- **What is expected**:
In the records that follow, the lines from the one containing "body, author_id, created_at)" to the one containing "issued reset token.", inclusive, are to be given again exactly.

- **Data records**:

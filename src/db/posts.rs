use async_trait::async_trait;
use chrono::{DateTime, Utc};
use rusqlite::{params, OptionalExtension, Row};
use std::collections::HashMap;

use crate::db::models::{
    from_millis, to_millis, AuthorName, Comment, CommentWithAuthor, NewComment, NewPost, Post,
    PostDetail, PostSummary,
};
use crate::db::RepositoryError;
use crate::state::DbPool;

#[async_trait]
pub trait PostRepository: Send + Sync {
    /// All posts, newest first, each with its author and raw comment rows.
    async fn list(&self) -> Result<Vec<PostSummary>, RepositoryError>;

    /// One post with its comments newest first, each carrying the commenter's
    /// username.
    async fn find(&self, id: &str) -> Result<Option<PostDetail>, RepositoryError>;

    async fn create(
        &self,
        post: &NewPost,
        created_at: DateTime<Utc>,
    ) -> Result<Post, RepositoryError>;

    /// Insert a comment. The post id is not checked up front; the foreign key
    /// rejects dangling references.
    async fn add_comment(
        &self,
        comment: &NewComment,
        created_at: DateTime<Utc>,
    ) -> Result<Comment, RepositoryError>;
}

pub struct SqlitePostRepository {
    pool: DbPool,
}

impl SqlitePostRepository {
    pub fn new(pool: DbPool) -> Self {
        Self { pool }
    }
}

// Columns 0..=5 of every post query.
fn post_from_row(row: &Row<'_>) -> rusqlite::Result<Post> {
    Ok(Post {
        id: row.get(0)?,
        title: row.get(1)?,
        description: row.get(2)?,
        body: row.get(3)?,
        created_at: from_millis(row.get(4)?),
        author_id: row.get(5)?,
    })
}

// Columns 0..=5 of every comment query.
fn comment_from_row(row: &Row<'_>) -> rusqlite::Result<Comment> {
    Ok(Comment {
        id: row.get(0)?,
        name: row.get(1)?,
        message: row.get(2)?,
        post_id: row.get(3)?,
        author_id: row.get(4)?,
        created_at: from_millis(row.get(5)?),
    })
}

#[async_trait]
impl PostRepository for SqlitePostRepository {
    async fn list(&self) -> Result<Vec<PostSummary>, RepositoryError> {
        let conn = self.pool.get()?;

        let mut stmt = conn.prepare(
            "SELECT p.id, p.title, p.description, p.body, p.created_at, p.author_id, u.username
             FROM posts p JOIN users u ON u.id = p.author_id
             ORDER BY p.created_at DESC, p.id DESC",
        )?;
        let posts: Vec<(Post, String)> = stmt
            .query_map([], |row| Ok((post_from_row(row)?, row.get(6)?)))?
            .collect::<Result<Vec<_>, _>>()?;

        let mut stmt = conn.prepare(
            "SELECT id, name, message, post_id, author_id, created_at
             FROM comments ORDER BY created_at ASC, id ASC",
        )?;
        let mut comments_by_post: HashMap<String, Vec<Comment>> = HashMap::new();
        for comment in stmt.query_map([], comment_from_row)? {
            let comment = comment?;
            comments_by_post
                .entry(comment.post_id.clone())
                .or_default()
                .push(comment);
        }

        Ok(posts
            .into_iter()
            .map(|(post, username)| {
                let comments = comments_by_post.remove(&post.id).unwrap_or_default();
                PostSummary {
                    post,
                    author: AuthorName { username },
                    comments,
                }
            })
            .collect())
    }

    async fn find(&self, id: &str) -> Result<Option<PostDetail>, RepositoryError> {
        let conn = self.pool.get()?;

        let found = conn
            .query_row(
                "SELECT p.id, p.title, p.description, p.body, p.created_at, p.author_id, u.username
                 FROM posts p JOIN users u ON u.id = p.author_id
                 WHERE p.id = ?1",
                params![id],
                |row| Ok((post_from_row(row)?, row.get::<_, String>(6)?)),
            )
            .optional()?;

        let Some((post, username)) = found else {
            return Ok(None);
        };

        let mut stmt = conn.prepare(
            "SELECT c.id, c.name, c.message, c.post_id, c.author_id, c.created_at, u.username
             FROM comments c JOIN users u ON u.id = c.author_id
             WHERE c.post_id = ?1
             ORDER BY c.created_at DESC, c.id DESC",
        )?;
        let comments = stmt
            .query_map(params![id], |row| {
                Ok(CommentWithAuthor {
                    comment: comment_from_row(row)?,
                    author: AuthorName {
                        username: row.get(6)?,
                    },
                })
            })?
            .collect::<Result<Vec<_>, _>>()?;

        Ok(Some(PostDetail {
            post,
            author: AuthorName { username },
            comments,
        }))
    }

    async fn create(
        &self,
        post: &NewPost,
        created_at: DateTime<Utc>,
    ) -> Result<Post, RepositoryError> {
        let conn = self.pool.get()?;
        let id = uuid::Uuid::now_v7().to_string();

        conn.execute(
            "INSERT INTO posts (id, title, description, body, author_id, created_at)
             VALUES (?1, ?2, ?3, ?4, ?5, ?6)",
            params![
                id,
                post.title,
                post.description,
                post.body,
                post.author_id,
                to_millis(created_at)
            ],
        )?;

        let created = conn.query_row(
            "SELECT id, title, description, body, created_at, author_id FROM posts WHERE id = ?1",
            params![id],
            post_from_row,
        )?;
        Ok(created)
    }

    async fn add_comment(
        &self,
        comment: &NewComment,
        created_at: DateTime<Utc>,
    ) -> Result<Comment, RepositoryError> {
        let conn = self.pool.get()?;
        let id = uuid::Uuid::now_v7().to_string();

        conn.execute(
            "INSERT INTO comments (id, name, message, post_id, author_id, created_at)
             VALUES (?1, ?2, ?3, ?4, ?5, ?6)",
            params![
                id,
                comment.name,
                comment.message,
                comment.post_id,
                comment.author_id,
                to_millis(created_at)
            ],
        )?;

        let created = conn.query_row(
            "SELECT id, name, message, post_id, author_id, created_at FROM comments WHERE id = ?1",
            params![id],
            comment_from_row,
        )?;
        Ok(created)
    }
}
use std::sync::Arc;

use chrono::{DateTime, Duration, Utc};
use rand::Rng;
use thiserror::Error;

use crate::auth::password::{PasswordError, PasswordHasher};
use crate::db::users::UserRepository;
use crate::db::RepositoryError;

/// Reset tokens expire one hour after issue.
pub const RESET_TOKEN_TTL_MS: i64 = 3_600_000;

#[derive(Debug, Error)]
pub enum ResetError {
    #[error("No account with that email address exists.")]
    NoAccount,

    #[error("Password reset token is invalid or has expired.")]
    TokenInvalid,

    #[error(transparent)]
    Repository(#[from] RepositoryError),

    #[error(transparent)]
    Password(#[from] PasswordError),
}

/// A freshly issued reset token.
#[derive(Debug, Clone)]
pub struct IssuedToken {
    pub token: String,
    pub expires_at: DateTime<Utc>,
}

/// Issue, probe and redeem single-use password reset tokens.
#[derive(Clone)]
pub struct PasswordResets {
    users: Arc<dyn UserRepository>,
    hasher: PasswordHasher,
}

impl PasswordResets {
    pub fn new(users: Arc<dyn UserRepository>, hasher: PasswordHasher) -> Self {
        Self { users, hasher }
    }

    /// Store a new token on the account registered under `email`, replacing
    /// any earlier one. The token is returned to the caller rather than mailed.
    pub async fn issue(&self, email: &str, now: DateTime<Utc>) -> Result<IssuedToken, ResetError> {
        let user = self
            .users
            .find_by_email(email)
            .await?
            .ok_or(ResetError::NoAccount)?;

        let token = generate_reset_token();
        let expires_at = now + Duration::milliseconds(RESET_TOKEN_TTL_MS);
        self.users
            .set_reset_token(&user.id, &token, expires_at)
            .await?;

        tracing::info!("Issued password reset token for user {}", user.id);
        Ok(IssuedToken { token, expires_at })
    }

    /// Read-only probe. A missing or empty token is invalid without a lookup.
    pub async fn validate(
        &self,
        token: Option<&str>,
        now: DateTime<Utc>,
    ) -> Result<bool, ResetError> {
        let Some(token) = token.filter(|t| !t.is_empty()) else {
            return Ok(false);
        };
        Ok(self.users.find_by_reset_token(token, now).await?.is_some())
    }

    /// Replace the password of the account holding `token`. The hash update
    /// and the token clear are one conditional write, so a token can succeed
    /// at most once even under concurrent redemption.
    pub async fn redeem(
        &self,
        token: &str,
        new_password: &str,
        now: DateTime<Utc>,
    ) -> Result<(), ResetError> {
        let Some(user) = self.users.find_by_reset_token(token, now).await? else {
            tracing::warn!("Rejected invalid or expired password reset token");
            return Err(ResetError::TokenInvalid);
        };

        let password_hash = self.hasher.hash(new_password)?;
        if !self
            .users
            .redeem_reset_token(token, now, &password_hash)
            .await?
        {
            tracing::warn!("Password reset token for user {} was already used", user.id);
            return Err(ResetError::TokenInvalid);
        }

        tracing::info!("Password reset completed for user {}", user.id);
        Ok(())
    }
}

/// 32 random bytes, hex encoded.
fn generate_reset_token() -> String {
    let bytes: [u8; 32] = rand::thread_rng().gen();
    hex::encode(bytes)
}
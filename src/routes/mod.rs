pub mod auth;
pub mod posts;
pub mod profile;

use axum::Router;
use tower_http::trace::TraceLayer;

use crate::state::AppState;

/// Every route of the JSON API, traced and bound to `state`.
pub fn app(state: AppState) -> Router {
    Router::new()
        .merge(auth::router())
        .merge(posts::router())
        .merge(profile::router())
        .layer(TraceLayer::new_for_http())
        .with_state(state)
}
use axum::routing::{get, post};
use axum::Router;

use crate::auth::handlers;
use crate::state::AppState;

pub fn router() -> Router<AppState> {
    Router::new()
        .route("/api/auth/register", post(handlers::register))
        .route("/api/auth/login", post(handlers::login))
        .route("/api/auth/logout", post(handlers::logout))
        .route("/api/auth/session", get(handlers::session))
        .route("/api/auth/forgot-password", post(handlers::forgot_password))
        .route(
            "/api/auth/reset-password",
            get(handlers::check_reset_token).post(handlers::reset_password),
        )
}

- **Result**:
            "INSERT INTO posts (id, title, description, body, author_id, created_at)
             VALUES (?1, ?2, ?3, ?4, ?5, ?6)",
            params![
                id,
                post.title,
                post.description,
                post.body,
                post.author_id,
                to_millis(created_at)
            ],
        )?;

        let created = conn.query_row(
            "SELECT id, title, description, body, created_at, author_id FROM posts WHERE id = ?1",
            params![id],
            post_from_row,
        )?;
        Ok(created)
    }

    async fn add_comment(
        &self,
        comment: &NewComment,
        created_at: DateTime<Utc>,
    ) -> Result<Comment, RepositoryError> {
        let conn = self.pool.get()?;
        let id = uuid::Uuid::now_v7().to_string();

        conn.execute(
            "INSERT INTO comments (id, name, message, post_id, author_id, created_at)
             VALUES (?1, ?2, ?3, ?4, ?5, ?6)",
            params![
                id,
                comment.name,
                comment.message,
                comment.post_id,
                comment.author_id,
                to_millis(created_at)
            ],
        )?;

        let created = conn.query_row(
            "SELECT id, name, message, post_id, author_id, created_at FROM comments WHERE id = ?1",
            params![id],
            comment_from_row,
        )?;
        Ok(created)
    }
}
use std::sync::Arc;

use chrono::{DateTime, Duration, Utc};
use rand::Rng;
use thiserror::Error;

use crate::auth::password::{PasswordError, PasswordHasher};
use crate::db::users::UserRepository;
use crate::db::RepositoryError;

/// Reset tokens expire one hour after issue.
pub const RESET_TOKEN_TTL_MS: i64 = 3_600_000;

#[derive(Debug, Error)]
pub enum ResetError {
    #[error("No account with that email address exists.")]
    NoAccount,

    #[error("Password reset token is invalid or has expired.")]
    TokenInvalid,

    #[error(transparent)]
    Repository(#[from] RepositoryError),

    #[error(transparent)]
    Password(#[from] PasswordError),
}

/// A freshly issued reset token.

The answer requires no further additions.